Los del homenaje son los que se suben al escenario con su propio repertorio pero abren el archivo de la música popular y toman prestadas una o dos joyitas para lucirlas y lucirse y también dar cuenta de que nadie nace de un repollo. Ni biológica ni artísticamente.

Ahí va George Michael dando sus mejores cinco minutos en vivo con la canción de otros, ahí va Miley Cyrus sacando a pasear una canción que va a cumplir 45 años, ahí van los Rolling Stones llenándose la boca de Bob Dylan y Charly García traduciendo al castellano rioplatense una letra de Lennon. Los Paralamas cantan a Fito Páez, Fito Páez y Spinetta homenajean a Mariano Mores y José María Contursi, y Aretha Franklin deletrea “R-E-S-P-E-C-T” en la versión que se nos va a clavar en el corazón, aunque la original sea de Otis Redding.

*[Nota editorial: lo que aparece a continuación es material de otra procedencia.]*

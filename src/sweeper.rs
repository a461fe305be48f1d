//! Background sweep of expired credentials.
//!
//! Each manager owns one [`Sweeper`]. It is `Running` from construction until
//! the first `stop`/`shutdown` and `Stopped` afterwards; both calls are safe
//! to repeat.

use std::sync::{Arc, Mutex, PoisonError};
use std::time::Duration;

use chrono::Utc;
use tokio::task::JoinHandle;
use tokio::time::MissedTickBehavior;
use tokio_util::sync::CancellationToken;
use tracing::{debug, info, warn};

use crate::store::{CredentialRecord, CredentialStore};

enum SweeperState {
    Running {
        cancel: CancellationToken,
        handle: JoinHandle<()>,
    },
    Stopped,
}

pub struct Sweeper {
    label: &'static str,
    state: Mutex<SweeperState>,
}

impl Sweeper {
    /// A sweeper that never ran. Used when no runtime is available or the
    /// interval is zero.
    pub fn stopped(label: &'static str) -> Self {
        Self {
            label,
            state: Mutex::new(SweeperState::Stopped),
        }
    }

    /// Start sweeping `store` every `interval` on the current tokio runtime.
    pub fn spawn<R: CredentialRecord>(
        label: &'static str,
        store: Arc<CredentialStore<R>>,
        interval: Duration,
    ) -> Self {
        if interval.is_zero() {
            debug!(sweeper = label, "sweep interval is zero; background sweep disabled");
            return Self::stopped(label);
        }
        let runtime = match tokio::runtime::Handle::try_current() {
            Ok(h) => h,
            Err(_) => {
                warn!(
                    sweeper = label,
                    "no tokio runtime at construction; background sweep disabled"
                );
                return Self::stopped(label);
            }
        };

        let cancel = CancellationToken::new();
        let handle = runtime.spawn(run(label, store, interval, cancel.clone()));
        info!(
            sweeper = label,
            interval_ms = interval.as_millis() as u64,
            "credential sweeper started"
        );
        Self {
            label,
            state: Mutex::new(SweeperState::Running { cancel, handle }),
        }
    }

    pub fn is_running(&self) -> bool {
        matches!(
            *self.state.lock().unwrap_or_else(PoisonError::into_inner),
            SweeperState::Running { .. }
        )
    }

    fn take(&self) -> SweeperState {
        let mut state = self.state.lock().unwrap_or_else(PoisonError::into_inner);
        std::mem::replace(&mut *state, SweeperState::Stopped)
    }

    /// Signal the task to exit without waiting for it. Returns `false` when
    /// already stopped.
    pub fn stop(&self) -> bool {
        match self.take() {
            SweeperState::Running { cancel, .. } => {
                cancel.cancel();
                debug!(sweeper = self.label, "credential sweeper stop requested");
                true
            }
            SweeperState::Stopped => false,
        }
    }

    /// Signal the task and wait until it has exited.
    pub async fn shutdown(&self) {
        if let SweeperState::Running { cancel, handle } = self.take() {
            cancel.cancel();
            if let Err(e) = handle.await {
                warn!(sweeper = self.label, error = %e, "credential sweeper task failed");
            }
            info!(sweeper = self.label, "credential sweeper stopped");
        }
    }
}

impl Drop for Sweeper {
    fn drop(&mut self) {
        self.stop();
    }
}

async fn run<R: CredentialRecord>(
    label: &'static str,
    store: Arc<CredentialStore<R>>,
    interval: Duration,
    cancel: CancellationToken,
) {
    let mut ticker = tokio::time::interval(interval);
    ticker.set_missed_tick_behavior(MissedTickBehavior::Delay);
    // The first tick fires immediately; the first sweep happens one interval in.
    ticker.tick().await;

    loop {
        tokio::select! {
            _ = cancel.cancelled() => {
                debug!(sweeper = label, "credential sweeper exiting");
                return;
            }
            _ = ticker.tick() => {
                let removed = store.sweep_expired(Utc::now());
                if removed > 0 {
                    info!(sweeper = label, removed, "swept expired credentials");
                } else {
                    debug!(sweeper = label, "sweep found nothing to remove");
                }
            }
        }
    }
}
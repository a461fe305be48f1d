use actix_web::HttpResponse;
use http::StatusCode;
use tracing_subscriber::{fmt, EnvFilter};

/// Initialize dotenv and structured tracing based on RUST_LOG.
/// - Supports an explicit env file via KEYWARD_ENV_FILE or DOTENV_PATH
/// - Falls back to default .env discovery
/// - Logs the source used
pub fn init_tracing() {
    let mut env_source: String = "none".into();
    for key in ["KEYWARD_ENV_FILE", "DOTENV_PATH"] {
        if let Ok(p) = std::env::var(key) {
            let p = p.trim();
            if !p.is_empty()
                && std::path::Path::new(p).is_file()
                && dotenvy::from_filename(p).is_ok()
            {
                env_source = format!("{p} ({key})");
                break;
            }
        }
    }

    if env_source == "none" {
        if let Ok(path) = dotenvy::dotenv() {
            env_source = path.display().to_string();
        }
    }

    let filter = std::env::var("RUST_LOG").unwrap_or_else(|_| "info,actix_web=info".into());
    let subscriber = fmt().with_env_filter(EnvFilter::new(filter)).finish();
    let _ = tracing::subscriber::set_global_default(subscriber);

    tracing::info!("Environment loaded from: {}", env_source);
}

/// Get the bind address for the HTTP server from env or default to 127.0.0.1:8089.
pub fn env_bind_addr() -> String {
    std::env::var("BIND_ADDR").unwrap_or_else(|_| "127.0.0.1:8089".into())
}

/// `1|true|yes|on` (case-insensitive) is true; anything else set is false.
pub fn env_truthy(name: &str, default: bool) -> bool {
    match std::env::var(name) {
        Ok(v) => {
            let s = v.trim().to_ascii_lowercase();
            s == "1" || s == "true" || s == "yes" || s == "on"
        }
        Err(_) => default,
    }
}

/// Trimmed, non-empty value of an env var.
pub fn env_string(name: &str) -> Option<String> {
    std::env::var(name)
        .ok()
        .map(|s| s.trim().to_string())
        .filter(|s| !s.is_empty())
}

pub fn env_parse<T: std::str::FromStr>(name: &str) -> Option<T> {
    env_string(name).and_then(|s| s.parse::<T>().ok())
}

/// Comma-separated list; empty items dropped.
pub fn env_list(name: &str) -> Option<Vec<String>> {
    env_string(name).map(|raw| {
        raw.split(',')
            .map(|s| s.trim().to_string())
            .filter(|s| !s.is_empty())
            .collect()
    })
}

/// Build a JSON error response with the given HTTP status and message.
pub fn error_response(status: StatusCode, msg: &str) -> HttpResponse {
    let body = serde_json::json!({ "error": { "message": msg } });
    let status = actix_web::http::StatusCode::from_u16(status.as_u16())
        .unwrap_or(actix_web::http::StatusCode::INTERNAL_SERVER_ERROR);
    HttpResponse::build(status).json(body)
}

#[cfg(test)]
mod tests {
    use super::*;

    #[test]
    fn error_response_carries_status() {
        let resp = error_response(StatusCode::FORBIDDEN, "nope");
        assert_eq!(resp.status().as_u16(), 403);
    }

    #[test]
    fn env_helpers_parse_values() {
        std::env::set_var("KEYWARD_TEST_UTIL_LIST", " a, ,b ,c");
        assert_eq!(
            env_list("KEYWARD_TEST_UTIL_LIST"),
            Some(vec!["a".to_string(), "b".to_string(), "c".to_string()])
        );
        std::env::set_var("KEYWARD_TEST_UTIL_NUM", " 42 ");
        assert_eq!(env_parse::<u64>("KEYWARD_TEST_UTIL_NUM"), Some(42));
        std::env::set_var("KEYWARD_TEST_UTIL_FLAG", "Yes");
        assert!(env_truthy("KEYWARD_TEST_UTIL_FLAG", false));
        assert!(env_truthy("KEYWARD_TEST_UTIL_MISSING_FLAG", true));
    }
}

Última reflexión para que, si llegaste hasta acá, te quedes pensando un ratito más en por qué amar los covers: ¿qué habría sido de I will always love you, también de Dolly Parton, si Whitney Houston no la hubiera hecho tener un orgasmo?

Leer este texto te va a llevar lo mismo que escuchar Like a rolling stone, versión Rolling Stones. El emperador de los covers.

Es 20 de abril de 1992 y es Wembley. George Michael tiene puesta una argolla dorada en la oreja izquierda y un blazer que alcanza para justificar que el color coral esté inventado. Tiene, en la solapa del lado de la argolla y del corazón, un crespón rojo. El estadio está lleno para homenajear a Freddie Mercury y, según la convocatoria oficial, para concientizar sobre lo imprescindible de cuidarse ante la epidemia de Sida.